Get out the dribble bibs and drool cups—here’s another deck featuring the scrumptious artwork of Will Worthington, artist of the Druidcraft Tarot. Here he creates in a slightly different style that owes more to graphic novels and less to portraiture. Okay, Will, you had me at hello.
This deck is an outgrowth of the Greenwood Tarot (1996), drawn by Chesca Potter, which is now out-of-print and hard to obtain. The Wildwood Tarot lives up to its name, as the ideas and images presented in the deck emerge from the primeval woodlands, the great forests where so many European legends and adventures take place. Most faerie tales include an eventful walk through a forest where the hero or heroine encounters any number of unusual characters and creatures. Many of these are included in the deck.
While the Wildwood Tarot follows the structural armature of a tarot deck, the internal organization and divinatory meanings suggest the originality of an oracle deck. It’s based on the pagan Eight-Fold Path or the Wheel of the Year. The suits relate to the seasons: the Time of suit of Arrows (Air element) runs from Imbolc to Beltane; the Time of Bows (Fire, from Beltane to Lammas), the Time of Vessels (Water, from Lammas to Samhain), and finally the Time of Stones (Earth, from Samhain to Imbolc). The suits are rough equivalents of tarot suits, and the imagery and meanings are well-considered departures from the tradition. The characters of the trump suit have seasonal relationships on the Wheel of the Year that integrate them with specific suits.
The Court Cards are elementally-related animals. The Arrows courts are birds, the Stones are large forest animals, the Bows feature smaller forest critters, while the Vessels are creatures of lake and stream. The tiny wren representing the Page of Arrows shows how a tiny singer can have a great song.
The pip cards are reoriented to the idiom of the forest. Each card includes a descriptor, for example, the Two of Stones is Challenge. Sometimes these are close to the equivalent tarot card, while others wander far afield in a good way.
The entire spectrum of trump characters has been re-imagined and renamed. The High Priestess becomes the Seer, the Hermit is the Hooded Man (with symbolic devices that suggest the Holly King), and the Hanged Man is transformed into the Mirror, an image of a mermaid holding a crystal ball.
Let’s cut to the chase.
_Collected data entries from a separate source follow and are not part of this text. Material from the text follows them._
#[cfg(test)]
mod tests {
    use super::*;
    use arrow::datatypes::DataType;

    fn string_batch(columns: Vec<(&str, Vec<Option<&str>>)>) -> RecordBatch {
        let fields: Vec<Field> = columns
            .iter()
            .map(|(name, _)| Field::new(*name, DataType::Utf8, true))
            .collect();
        let arrays: Vec<ArrayRef> = columns
            .into_iter()
            .map(|(_, values)| Arc::new(StringArray::from(values)) as ArrayRef)
            .collect();
        RecordBatch::try_new(Arc::new(Schema::new(fields)), arrays).unwrap()
    }

    fn composite_keys() -> Vec<String> {
        vec![
            "wksht_cd".to_string(),
            "line_num".to_string(),
            "clmn_num".to_string(),
        ]
    }

    fn descriptor_index(rows: Vec<(&str, &str, &str, &str)>) -> KeyIndex {
        let batch = string_batch(vec![
            ("wksht_cd", rows.iter().map(|r| Some(r.0)).collect()),
            ("line_num", rows.iter().map(|r| Some(r.1)).collect()),
            ("clmn_num", rows.iter().map(|r| Some(r.2)).collect()),
            ("item_desc", rows.iter().map(|r| Some(r.3)).collect()),
        ]);
        KeyIndex::build(batch, &composite_keys()).unwrap()
    }

    fn header_index(ids: Vec<&str>) -> KeyIndex {
        let batch = string_batch(vec![
            ("rpt_rec_num", ids.iter().map(|id| Some(*id)).collect()),
            ("prvdr_num", ids.iter().map(|_| Some("330024")).collect()),
        ]);
        KeyIndex::build(batch, &["rpt_rec_num".to_string()]).unwrap()
    }

    fn detail_batch(rows: Vec<(&str, &str, &str, &str, &str)>) -> RecordBatch {
        string_batch(vec![
            ("rpt_rec_num", rows.iter().map(|r| Some(r.0)).collect()),
            ("wksht_cd", rows.iter().map(|r| Some(r.1)).collect()),
            ("line_num", rows.iter().map(|r| Some(r.2)).collect()),
            ("clmn_num", rows.iter().map(|r| Some(r.3)).collect()),
            ("itm_val_num", rows.iter().map(|r| Some(r.4)).collect()),
        ])
    }

    #[test]
    fn orphaned_detail_rows_are_dropped_and_counted() {
        // R1 exists; R4 does not. One descriptor matches the R1 item's key.
        let dictionary = Arc::new(descriptor_index(vec![(
            "A000000", "00100", "00100", "Beds",
        )]));
        let headers = Arc::new(header_index(vec!["R1", "R2", "R3"]));
        let denorm = Denormalizer::new(
            dictionary,
            headers,
            composite_keys(),
            "rpt_rec_num".to_string(),
        );

        let batch = detail_batch(vec![
            ("R1", "A000000", "00100", "00100", "250"),
            ("R4", "A000000", "00100", "00100", "100"),
        ]);

        let (combined, stats) = denorm.denormalize(&batch).unwrap();

        assert_eq!(combined.num_rows(), 1);
        assert_eq!(stats.descriptor.dropped, 0);
        assert_eq!(stats.header.dropped, 1);

        let ids = combined
            .column_by_name("rpt_rec_num")
            .unwrap()
            .as_any()
            .downcast_ref::<StringArray>()
            .unwrap();
        assert_eq!(ids.value(0), "R1");
    }

    #[test]
    fn duplicate_descriptor_keys_fan_out() {
        let dictionary = Arc::new(descriptor_index(vec![
            ("A000000", "00100", "00100", "Beds"),
            ("A000000", "00100", "00100", "Beds (revised)"),
        ]));
        assert_eq!(dictionary.duplicate_keys(), 1);

        let headers = Arc::new(header_index(vec!["R1"]));
        let denorm = Denormalizer::new(
            dictionary,
            headers,
            composite_keys(),
            "rpt_rec_num".to_string(),
        );

        let batch = detail_batch(vec![("R1", "A000000", "00100", "00100", "250")]);
        let (combined, stats) = denorm.denormalize(&batch).unwrap();

        assert_eq!(combined.num_rows(), 2);
        assert_eq!(stats.descriptor.fanout_extra, 1);
        assert_eq!(stats.descriptor.output_rows, 2);
        assert_eq!(stats.header.dropped, 0);
    }

    #[test]
    fn rows_missing_a_descriptor_are_dropped_at_stage_one() {
        let dictionary = Arc::new(descriptor_index(vec![(
            "A000000", "00100", "00100", "Beds",
        )]));
        let headers = Arc::new(header_index(vec!["R1"]));
        let denorm = Denormalizer::new(
            dictionary,
            headers,
            composite_keys(),
            "rpt_rec_num".to_string(),
        );

        let batch = detail_batch(vec![
            ("R1", "A000000", "00100", "00100", "250"),
            ("R1", "Z999999", "00100", "00100", "1"),
        ]);

        let (combined, stats) = denorm.denormalize(&batch).unwrap();
        assert_eq!(combined.num_rows(), 1);
        assert_eq!(stats.descriptor.dropped, 1);
        assert_eq!(stats.descriptor.input_rows, 2);
        assert_eq!(stats.header.input_rows, 1);
    }

    #[test]
    fn join_order_does_not_change_the_row_set() {
        let dictionary = Arc::new(descriptor_index(vec![
            ("A000000", "00100", "00100", "Beds"),
            ("G300000", "00200", "00100", "Total revenue"),
        ]));
        let headers = Arc::new(header_index(vec!["R1", "R2"]));

        let batch = detail_batch(vec![
            ("R1", "A000000", "00100", "00100", "250"),
            ("R2", "G300000", "00200", "00100", "17"),
            ("R9", "A000000", "00100", "00100", "3"),
            ("R1", "X000000", "00100", "00100", "8"),
        ]);

        let report_key = vec!["rpt_rec_num".to_string()];

        let (meta_first, s1) = hash_join(&batch, &composite_keys(), &dictionary).unwrap();
        let (meta_then_header, s2) = hash_join(&meta_first, &report_key, &headers).unwrap();

        let (header_first, _) = hash_join(&batch, &report_key, &headers).unwrap();
        let (header_then_meta, _) =
            hash_join(&header_first, &composite_keys(), &dictionary).unwrap();

        assert_eq!(meta_then_header.num_rows(), 2);
        assert_eq!(header_then_meta.num_rows(), 2);
        assert_eq!(s1.dropped + s2.dropped, 2);

        // Same surviving report ids regardless of stage order.
        let collect_ids = |batch: &RecordBatch| {
            let ids = batch
                .column_by_name("rpt_rec_num")
                .unwrap()
                .as_any()
                .downcast_ref::<StringArray>()
                .unwrap();
            let mut values: Vec<String> =
                (0..ids.len()).map(|i| ids.value(i).to_string()).collect();
            values.sort();
            values
        };
        assert_eq!(collect_ids(&meta_then_header), collect_ids(&header_then_meta));
    }

    #[test]
    fn joined_schema_carries_all_non_key_columns_once() {
        let dictionary = Arc::new(descriptor_index(vec![(
            "A000000", "00100", "00100", "Beds",
        )]));
        let headers = Arc::new(header_index(vec!["R1"]));
        let denorm = Denormalizer::new(
            dictionary,
            headers,
            composite_keys(),
            "rpt_rec_num".to_string(),
        );

        let detail = detail_batch(vec![("R1", "A000000", "00100", "00100", "250")]);
        let schema = denorm.joined_schema(&detail.schema()).unwrap();

        let names: Vec<&str> = schema.fields().iter().map(|f| f.name().as_str()).collect();
        assert_eq!(
            names,
            vec![
                "rpt_rec_num",
                "wksht_cd",
                "line_num",
                "clmn_num",
                "itm_val_num",
                "item_desc",
                "prvdr_num",
            ]
        );
    }

    #[test]
    fn colliding_attribute_names_are_rejected() {
        // Dictionary carries a column also present on the detail side.
        let batch = string_batch(vec![
            ("wksht_cd", vec![Some("A000000")]),
            ("line_num", vec![Some("00100")]),
            ("clmn_num", vec![Some("00100")]),
            ("itm_val_num", vec![Some("clash")]),
        ]);
        let dictionary = Arc::new(KeyIndex::build(batch, &composite_keys()).unwrap());
        let headers = Arc::new(header_index(vec!["R1"]));
        let denorm = Denormalizer::new(
            dictionary,
            headers,
            composite_keys(),
            "rpt_rec_num".to_string(),
        );

        let detail = detail_batch(vec![("R1", "A000000", "00100", "00100", "250")]);
        let err = denorm.joined_schema(&detail.schema()).unwrap_err();
        assert!(matches!(err, JoinError::DuplicateOutputColumn { .. }));
    }

    #[test]
    fn null_key_components_never_match() {
        let dictionary = descriptor_index(vec![("A000000", "00100", "00100", "Beds")]);
        let probe = string_batch(vec![
            ("wksht_cd", vec![None]),
            ("line_num", vec![Some("00100")]),
            ("clmn_num", vec![Some("00100")]),
        ]);

        let (joined, stats) = hash_join(&probe, &composite_keys(), &dictionary).unwrap();
        assert_eq!(joined.num_rows(), 0);
        assert_eq!(stats.dropped, 1);
    }
}
//! Family unification: two denormalized detail families, one output schema.
//!
//! The numeric and alphanumeric families differ only in their value column's
//! name. Unification renames that column to the shared value column, tags
//! every row with its originating family, and aligns column order to the
//! unified schema. Column-set differences are a hard error; nothing is
//! silently null-filled.

use std::collections::HashMap;
use std::sync::Arc;

use arrow::array::{ArrayRef, RecordBatch, StringArray};
use arrow::datatypes::{DataType, Field, Schema, SchemaRef};

use crate::error::UnifyError;
use crate::schema::DetailFamily;

/// The unified output schema for one family's joined schema.
///
/// Renames the family's value column to `unified_value` and appends the
/// provenance tag column.
pub fn unified_schema(
    joined: &SchemaRef,
    value_column: &str,
    unified_value: &str,
    family_column: &str,
) -> Result<SchemaRef, UnifyError> {
    if joined.index_of(value_column).is_err() {
        return Err(UnifyError::MissingValueColumn {
            column: value_column.to_string(),
        });
    }

    let mut fields: Vec<Field> = joined
        .fields()
        .iter()
        .map(|field| {
            if field.name() == value_column {
                Field::new(unified_value, DataType::Utf8, true)
            } else {
                field.as_ref().clone()
            }
        })
        .collect();
    fields.push(Field::new(family_column, DataType::Utf8, false));

    Ok(Arc::new(Schema::new(fields)))
}

/// Verify a candidate unified schema matches the established one.
///
/// Column order may differ (batches are re-aligned); column sets may not.
pub fn check_compatible(expected: &SchemaRef, candidate: &SchemaRef) -> Result<(), UnifyError> {
    let expected_names: Vec<&String> =
        expected.fields().iter().map(|field| field.name()).collect();
    let candidate_names: Vec<&String> =
        candidate.fields().iter().map(|field| field.name()).collect();

    let missing: Vec<String> = expected_names
        .iter()
        .filter(|name| !candidate_names.contains(name))
        .map(|name| name.to_string())
        .collect();
    let extra: Vec<String> = candidate_names
        .iter()
        .filter(|name| !expected_names.contains(name))
        .map(|name| name.to_string())
        .collect();

    if !missing.is_empty() || !extra.is_empty() {
        return Err(UnifyError::ColumnSetMismatch { missing, extra });
    }

    Ok(())
}

/// Bring one family's joined batch into the unified schema.
pub fn unify_batch(
    batch: &RecordBatch,
    family: DetailFamily,
    value_column: &str,
    unified_value: &str,
    family_column: &str,
    target: &SchemaRef,
) -> Result<RecordBatch, UnifyError> {
    let mut by_name: HashMap<String, ArrayRef> = HashMap::with_capacity(batch.num_columns() + 1);
    for (index, field) in batch.schema().fields().iter().enumerate() {
        let name = if field.name() == value_column {
            unified_value.to_string()
        } else {
            field.name().clone()
        };
        by_name.insert(name, batch.column(index).clone());
    }

    let tag: ArrayRef = Arc::new(StringArray::from(vec![family.tag(); batch.num_rows()]));
    by_name.insert(family_column.to_string(), tag);

    let mut columns: Vec<ArrayRef> = Vec::with_capacity(target.fields().len());
    let mut missing: Vec<String> = Vec::new();
    for field in target.fields() {
        match by_name.remove(field.name()) {
            Some(array) => columns.push(array),
            None => missing.push(field.name().clone()),
        }
    }

    if !missing.is_empty() || !by_name.is_empty() {
        return Err(UnifyError::ColumnSetMismatch {
            missing,
            extra: by_name.into_keys().collect(),
        });
    }

    RecordBatch::try_new(target.clone(), columns)
        .map_err(|source| UnifyError::Project { source })
}
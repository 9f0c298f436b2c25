//! Metrics and observability infrastructure.

pub mod events;

/// Macro for emitting metric events.
///
/// Calls the `InternalEvent::emit()` method on the given event, which
/// records the corresponding counter metric.
///
/// # Example
///
/// ```ignore
/// use avalanche::metrics::events::RowsWritten;
///
/// emit!(RowsWritten { count: 100 });
/// ```
#[macro_export]
macro_rules! emit {
    ($event:expr) => {
        $crate::metrics::events::InternalEvent::emit($event)
    };
}

pub use emit;
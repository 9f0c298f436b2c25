//! Key normalization: fixed-format keys stay opaque strings.
//!
//! Worksheet codes, line numbers, and column numbers are fixed-width,
//! zero-padded tokens. `00100` and `00001` are different worksheet lines;
//! any representation that re-types them as numbers destroys that
//! distinction. The normalizer enforces string representation for the
//! designated key columns and validates that each value looks like an
//! opaque token.

use std::sync::Arc;

use arrow::array::{Array, ArrayRef, BooleanArray, RecordBatch, StringArray};
use arrow::compute;
use arrow::datatypes::{DataType, Field, Schema};
use tracing::warn;

use crate::config::ViolationPolicy;
use crate::error::NormalizeError;

/// A normalized batch plus the number of rows removed under the skip policy.
#[derive(Debug)]
pub struct Normalized {
    pub batch: RecordBatch,
    pub violations: u64,
}

/// Enforces opaque-string representation for designated key columns.
#[derive(Debug, Clone)]
pub struct KeyNormalizer {
    columns: Vec<String>,
    policy: ViolationPolicy,
}

impl KeyNormalizer {
    pub fn new(columns: Vec<String>, policy: ViolationPolicy) -> Self {
        Self { columns, policy }
    }

    /// Normalize the key columns of a batch.
    ///
    /// Non-string key columns are cast to `Utf8`; string columns pass
    /// through untouched, so re-normalizing an already-normalized batch is
    /// a no-op. Values are then validated as opaque tokens (non-empty,
    /// printable ASCII, no embedded whitespace); offending rows are
    /// filtered out and counted, or fail the run, per the configured
    /// policy.
    pub fn normalize(&self, batch: &RecordBatch) -> Result<Normalized, NormalizeError> {
        let batch = self.coerce_to_strings(batch)?;

        let row_count = batch.num_rows();
        let mut valid = vec![true; row_count];
        let mut violations = 0u64;

        for column in &self.columns {
            let array = key_column(&batch, column)?;
            for row in 0..row_count {
                if !valid[row] {
                    continue;
                }
                let ok = !array.is_null(row) && is_opaque_token(array.value(row));
                if !ok {
                    if self.policy == ViolationPolicy::Abort {
                        let value = if array.is_null(row) {
                            String::new()
                        } else {
                            array.value(row).to_string()
                        };
                        return Err(NormalizeError::KeyFormat {
                            column: column.clone(),
                            row,
                            value,
                        });
                    }
                    valid[row] = false;
                    violations += 1;
                }
            }
        }

        if violations == 0 {
            return Ok(Normalized {
                batch,
                violations: 0,
            });
        }

        warn!(
            violations,
            "Filtered rows with malformed key values from batch"
        );

        let mask = BooleanArray::from(valid);
        let filtered = compute::filter_record_batch(&batch, &mask)
            .map_err(|source| NormalizeError::Filter { source })?;

        Ok(Normalized {
            batch: filtered,
            violations,
        })
    }

    /// Cast any non-`Utf8` key column to `Utf8`, leaving everything else alone.
    fn coerce_to_strings(&self, batch: &RecordBatch) -> Result<RecordBatch, NormalizeError> {
        let mut changed = false;
        let mut columns: Vec<ArrayRef> = batch.columns().to_vec();
        let mut fields: Vec<Field> = batch
            .schema()
            .fields()
            .iter()
            .map(|f| f.as_ref().clone())
            .collect();

        for column in &self.columns {
            let index = batch.schema().index_of(column).map_err(|_| {
                NormalizeError::MissingColumn {
                    column: column.clone(),
                }
            })?;

            if fields[index].data_type() != &DataType::Utf8 {
                let cast = compute::cast(&columns[index], &DataType::Utf8).map_err(|source| {
                    NormalizeError::Cast {
                        column: column.clone(),
                        source,
                    }
                })?;
                columns[index] = cast;
                fields[index] =
                    Field::new(column, DataType::Utf8, fields[index].is_nullable());
                changed = true;
            }
        }

        if !changed {
            return Ok(batch.clone());
        }

        let schema = Arc::new(Schema::new(fields));
        RecordBatch::try_new(schema, columns).map_err(|source| NormalizeError::Cast {
            column: String::new(),
            source,
        })
    }
}

fn key_column<'a>(
    batch: &'a RecordBatch,
    column: &str,
) -> Result<&'a StringArray, NormalizeError> {
    batch
        .column_by_name(column)
        .and_then(|array| array.as_any().downcast_ref::<StringArray>())
        .ok_or_else(|| NormalizeError::MissingColumn {
            column: column.to_string(),
        })
}

/// A key token is non-empty printable ASCII with no whitespace.
fn is_opaque_token(value: &str) -> bool {
    !value.is_empty() && value.bytes().all(|b| b.is_ascii_graphic())
}

#[cfg(test)]
mod tests {
    use super::*;
    use arrow::array::Int64Array;
    use arrow::datatypes::SchemaRef;

    fn key_columns() -> Vec<String> {
        vec!["wksht_cd".to_string(), "line_num".to_string()]
    }

    fn string_batch(wksht: Vec<Option<&str>>, line: Vec<Option<&str>>) -> RecordBatch {
        let schema: SchemaRef = Arc::new(Schema::new(vec![
            Field::new("wksht_cd", DataType::Utf8, true),
            Field::new("line_num", DataType::Utf8, true),
        ]));
        RecordBatch::try_new(
            schema,
            vec![
                Arc::new(StringArray::from(wksht)),
                Arc::new(StringArray::from(line)),
            ],
        )
        .unwrap()
    }

    #[test]
    fn preserves_leading_zeros_exactly() {
        let normalizer = KeyNormalizer::new(key_columns(), ViolationPolicy::Skip);
        let batch = string_batch(
            vec![Some("A000000"), Some("G300000")],
            vec![Some("00100"), Some("00001")],
        );

        let normalized = normalizer.normalize(&batch).unwrap();
        assert_eq!(normalized.violations, 0);

        let line = key_column(&normalized.batch, "line_num").unwrap();
        assert_eq!(line.value(0), "00100");
        assert_eq!(line.value(1), "00001");
    }

    #[test]
    fn is_idempotent() {
        let normalizer = KeyNormalizer::new(key_columns(), ViolationPolicy::Skip);
        let batch = string_batch(vec![Some("A000000")], vec![Some("00100")]);

        let once = normalizer.normalize(&batch).unwrap();
        let twice = normalizer.normalize(&once.batch).unwrap();

        assert_eq!(twice.violations, 0);
        assert_eq!(once.batch, twice.batch);
    }

    #[test]
    fn casts_numeric_key_column_to_strings() {
        let schema: SchemaRef = Arc::new(Schema::new(vec![
            Field::new("wksht_cd", DataType::Utf8, true),
            Field::new("line_num", DataType::Int64, true),
        ]));
        let batch = RecordBatch::try_new(
            schema,
            vec![
                Arc::new(StringArray::from(vec![Some("A000000")])),
                Arc::new(Int64Array::from(vec![Some(100)])),
            ],
        )
        .unwrap();

        let normalizer = KeyNormalizer::new(key_columns(), ViolationPolicy::Skip);
        let normalized = normalizer.normalize(&batch).unwrap();

        let line = key_column(&normalized.batch, "line_num").unwrap();
        assert_eq!(line.value(0), "100");
    }

    #[test]
    fn skip_policy_filters_and_counts_violations() {
        let normalizer = KeyNormalizer::new(key_columns(), ViolationPolicy::Skip);
        let batch = string_batch(
            vec![Some("A000000"), Some("bad code"), None, Some("B000000")],
            vec![Some("00100"), Some("00200"), Some("00300"), Some("00400")],
        );

        let normalized = normalizer.normalize(&batch).unwrap();

        assert_eq!(normalized.violations, 2);
        assert_eq!(normalized.batch.num_rows(), 2);
        let wksht = key_column(&normalized.batch, "wksht_cd").unwrap();
        assert_eq!(wksht.value(0), "A000000");
        assert_eq!(wksht.value(1), "B000000");
    }

    #[test]
    fn abort_policy_fails_on_first_violation() {
        let normalizer = KeyNormalizer::new(key_columns(), ViolationPolicy::Abort);
        let batch = string_batch(vec![Some("bad code")], vec![Some("00100")]);

        let err = normalizer.normalize(&batch).unwrap_err();
        match err {
            NormalizeError::KeyFormat { column, value, .. } => {
                assert_eq!(column, "wksht_cd");
                assert_eq!(value, "bad code");
            }
            other => panic!("expected KeyFormat, got {other:?}"),
        }
    }

    #[test]
    fn missing_key_column_is_an_error() {
        let normalizer =
            KeyNormalizer::new(vec!["clmn_num".to_string()], ViolationPolicy::Skip);
        let batch = string_batch(vec![Some("A000000")], vec![Some("00100")]);

        let err = normalizer.normalize(&batch).unwrap_err();
        assert!(matches!(err, NormalizeError::MissingColumn { .. }));
    }
}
Neo-pagans will love this deck. The book is spot-on with its Sabbat and seasonal associations, making this a superior tool for work in sacred circles. The artwork is exquisite and there isn’t a bad card in the bunch. Meditating with these cards or including them on an altar or in spell work will be a pure pleasure. This should be at the top of the list for Yule gifts this year. This deck gets a standing ovation as a glorious addition to the body of tarot.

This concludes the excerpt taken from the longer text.